Place the defrosted (or cooked), riced cauliflower to a large tea towel, cheesecloth, or fine mesh bag. Gather the towel, cloth or bag tightly around the contents and wring out all of the moisture. There will be more than you expect. Keep wringing until the cauliflower is clumped and as dry as humanly possible. Set it aside. This step can be completed days ahead of time, placed in a sealed container and stored in the refrigerator until ready to proceed with the recipe.
In a food processor (a miniature one will work just fine), place the dried, riced cauliflower and the eggs, and pulse until well-combined and as smooth as possible. It will have a curdled texture, but there shouldn’t be any larger pieces of cauliflower visible. Add the powdered vegetable bouillon (or nutritional yeast and salt), and the tapioca starch, and pulse again until the mixture is well-combined and as smooth as possible.
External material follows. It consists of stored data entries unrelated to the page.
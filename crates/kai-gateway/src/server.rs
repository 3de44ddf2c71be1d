//! Axum HTTP + WebSocket server.

use std::collections::HashMap;
use std::sync::Arc;

use axum::{
    Form, Router,
    extract::{State, WebSocketUpgrade},
    http::{HeaderMap, header},
    response::IntoResponse,
    routing::{get, post},
};
use serde_json::json;
use tower_http::trace::TraceLayer;
use tracing::info;

use crate::connection::handle_media_stream;
use crate::state::GatewayState;
use crate::twiml;

pub fn router(state: Arc<GatewayState>) -> Router {
    let app = Router::new()
        .route("/media-stream", get(media_stream_handler))
        .route("/incoming-call", post(incoming_call_handler))
        .route("/health", get(health_handler));

    #[cfg(feature = "metrics")]
    let app = app.route("/metrics", get(metrics_handler));

    app.layer(TraceLayer::new_for_http()).with_state(state)
}

/// Start the gateway and serve until Ctrl+C.
pub async fn start_gateway(state: Arc<GatewayState>, port: u16) -> anyhow::Result<()> {
    let bind_addr = state.config.bind_addr();
    let app = router(state);

    let addr = format!("{bind_addr}:{port}");
    let listener = tokio::net::TcpListener::bind(&addr).await?;
    info!("Gateway listening on {addr}");

    axum::serve(listener, app)
        .with_graceful_shutdown(shutdown_signal())
        .await?;

    Ok(())
}

async fn media_stream_handler(
    ws: WebSocketUpgrade,
    State(state): State<Arc<GatewayState>>,
) -> impl IntoResponse {
    ws.on_upgrade(move |socket| handle_media_stream(state, socket))
}

/// Telephony voice webhook. Twilio posts the call as form fields.
async fn incoming_call_handler(
    State(state): State<Arc<GatewayState>>,
    headers: HeaderMap,
    Form(params): Form<HashMap<String, String>>,
) -> impl IntoResponse {
    let caller = params.get("From").map(String::as_str);
    let host = state
        .config
        .server
        .as_ref()
        .and_then(|s| s.public_url.clone())
        .or_else(|| {
            headers
                .get(header::HOST)
                .and_then(|h| h.to_str().ok())
                .map(str::to_string)
        })
        .unwrap_or_else(|| format!("localhost:{}", state.config.server_port()));

    info!(
        caller = ?caller,
        call_sid = ?params.get("CallSid"),
        "Incoming call"
    );

    let body = twiml::connect_stream(&twiml::stream_url(&host), caller);
    ([(header::CONTENT_TYPE, "application/xml")], body)
}

async fn health_handler(State(state): State<Arc<GatewayState>>) -> impl IntoResponse {
    let version = env!("CARGO_PKG_VERSION");
    let active_calls = state.calls.registry.len().await;

    axum::Json(json!({
        "status": "ok",
        "version": version,
        "active_calls": active_calls,
    }))
}

#[cfg(feature = "metrics")]
async fn metrics_handler(State(state): State<Arc<GatewayState>>) -> impl IntoResponse {
    match &state.prometheus {
        Some(handle) => (axum::http::StatusCode::OK, handle.render()),
        None => (
            axum::http::StatusCode::NOT_FOUND,
            "metrics recorder not installed".to_string(),
        ),
    }
}

async fn shutdown_signal() {
    if let Err(e) = tokio::signal::ctrl_c().await {
        tracing::error!(error = %e, "Failed to listen for Ctrl+C");
        std::future::pending::<()>().await;
    }
    info!("Shutdown signal received");
}
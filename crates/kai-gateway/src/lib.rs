//! Media-stream gateway for KAI Assist.
//!
//! Accepts telephony media-stream WebSockets, opens one realtime model
//! connection per call, relays audio both ways, and drives the scripted
//! support conversation: knowledge lookups, barge-in, and a single
//! idempotent call termination that files a ticket.

pub mod call;
pub mod connection;
pub mod dispatch;
pub mod interruption;
#[cfg(feature = "metrics")]
pub mod metrics;
pub mod realtime;
pub mod registry;
pub mod relay;
pub mod server;
pub mod state;
pub mod termination;
pub mod twiml;

pub use call::{CallSession, Outbound};
pub use registry::CallRegistry;
pub use server::{router, start_gateway};
pub use state::{CallContext, GatewayState};
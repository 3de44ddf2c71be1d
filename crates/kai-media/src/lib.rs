//! Media handling for a relayed call: audio payload codec and playback tracking.

pub mod codec;
pub mod playback;

pub use codec::{AudioFormat, CodecError};
pub use playback::{PlaybackTracker, Truncation};
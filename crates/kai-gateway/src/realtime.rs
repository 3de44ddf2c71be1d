//! Connection to the realtime speech model.

use tokio::net::TcpStream;
use tokio_tungstenite::tungstenite::client::IntoClientRequest;
use tokio_tungstenite::tungstenite::http::HeaderValue;
use tokio_tungstenite::{MaybeTlsStream, WebSocketStream, connect_async};
use tracing::info;

use kai_agent::prompt::build_system_instructions;
use kai_core::config::RealtimeConfig;
use kai_core::error::{KaiError, Result};
use kai_core::protocol::{ClientEvent, SessionSettings, TranscriptionSettings, TurnDetection};
use kai_media::AudioFormat;
use kai_tools::ToolRegistry;

pub type ModelSocket = WebSocketStream<MaybeTlsStream<TcpStream>>;

/// Open the model WebSocket with bearer auth.
pub async fn connect(config: &RealtimeConfig) -> Result<ModelSocket> {
    let api_key = config
        .resolve_api_key()
        .ok_or_else(|| KaiError::Config("realtime API key is not configured".into()))?;

    let url = config.connect_url();
    let mut request = url
        .as_str()
        .into_client_request()
        .map_err(|e| KaiError::Config(format!("invalid realtime url {url}: {e}")))?;
    let headers = request.headers_mut();
    headers.insert(
        "Authorization",
        HeaderValue::from_str(&format!("Bearer {api_key}"))
            .map_err(|e| KaiError::Config(format!("invalid API key header: {e}")))?,
    );
    headers.insert("OpenAI-Beta", HeaderValue::from_static("realtime=v1"));

    let (socket, _response) = connect_async(request)
        .await
        .map_err(|e| KaiError::Transport(format!("realtime connect failed: {e}")))?;
    info!(model = %config.model, "Connected to realtime model");
    Ok(socket)
}

/// The `session.update` sent right after connecting.
pub fn session_update(
    config: &RealtimeConfig,
    tools: &ToolRegistry,
    format: AudioFormat,
) -> ClientEvent {
    ClientEvent::SessionUpdate {
        session: SessionSettings {
            turn_detection: TurnDetection {
                kind: "server_vad".into(),
            },
            input_audio_format: format.as_str().into(),
            output_audio_format: format.as_str().into(),
            voice: config.voice.clone(),
            instructions: build_system_instructions(tools, config.instructions.as_deref()),
            modalities: vec!["text".into(), "audio".into()],
            temperature: config.temperature,
            input_audio_transcription: TranscriptionSettings {
                model: config.transcription_model.clone(),
            },
            tools: tools.to_realtime_tools(),
            tool_choice: "auto".into(),
        },
    }
}
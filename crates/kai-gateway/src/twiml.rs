//! TwiML answering an incoming call with a bidirectional media stream.

fn escape_xml(s: &str) -> String {
    let mut out = String::with_capacity(s.len());
    for c in s.chars() {
        match c {
            '&' => out.push_str("&amp;"),
            '<' => out.push_str("&lt;"),
            '>' => out.push_str("&gt;"),
            '"' => out.push_str("&quot;"),
            '\'' => out.push_str("&apos;"),
            c => out.push(c),
        }
    }
    out
}

/// WebSocket URL of the media-stream endpoint for `host`.
///
/// `host` may be a bare host (`example.ngrok.app`) or a full URL; `http(s)`
/// schemes are mapped to `ws(s)`.
pub fn stream_url(host: &str) -> String {
    let host = host.trim_end_matches('/');
    let base = if let Some(rest) = host.strip_prefix("https://") {
        format!("wss://{rest}")
    } else if let Some(rest) = host.strip_prefix("http://") {
        format!("ws://{rest}")
    } else if host.starts_with("wss://") || host.starts_with("ws://") {
        host.to_string()
    } else {
        format!("wss://{host}")
    };
    format!("{base}/media-stream")
}

/// `<Connect><Stream>` response passing the caller number as a stream parameter.
pub fn connect_stream(stream_url: &str, caller: Option<&str>) -> String {
    let parameter = caller
        .filter(|c| !c.is_empty())
        .map(|c| {
            format!(
                "\n      <Parameter name=\"caller\" value=\"{}\" />",
                escape_xml(c)
            )
        })
        .unwrap_or_default();
    format!(
        "<?xml version=\"1.0\" encoding=\"UTF-8\"?>\n\
         <Response>\n  \
           <Connect>\n    \
             <Stream url=\"{}\">{parameter}\n    </Stream>\n  \
           </Connect>\n\
         </Response>\n",
        escape_xml(stream_url)
    )
}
Transfer the entire mixture to a large, square piece of parchment paper. Using an offset spatula or large spoon, spread into a round about 10-inches in diameter and 1/3-inch thick, smoothing the top as much as possible. Use the flat edge of the spatula or a butter knife to create a raised edge around the perimeter of the pizza. Transfer the crust on the parchment to the pizza stone or cookie sheet in the hot oven and bake for 10 minutes. Working quickly, flip the pizza crust over and continue to bake for another 3 minutes to help brown the top.
Raise the oven temperature to 425°F. Remove the crust from the oven and top as desired (or allow to cool completely on a wire rack, wrap tightly and store in the refrigerator for 2 days or the freezer for longer storage). Return the crust to the oven and bake at 425°F until the toppings are set, the cheese melted, and the edges very browned (about another 5 minutes). Remove from the oven and serve immediately.
Nutrition information is provided as a courtesy, using the calculator at Cronometer.com, but values are approximate and will vary based on real-world conditions, including the particular brands of products used among other factors. This nutrition information is for the entire pizza, so divide the numbers based on what percentage of it you eat.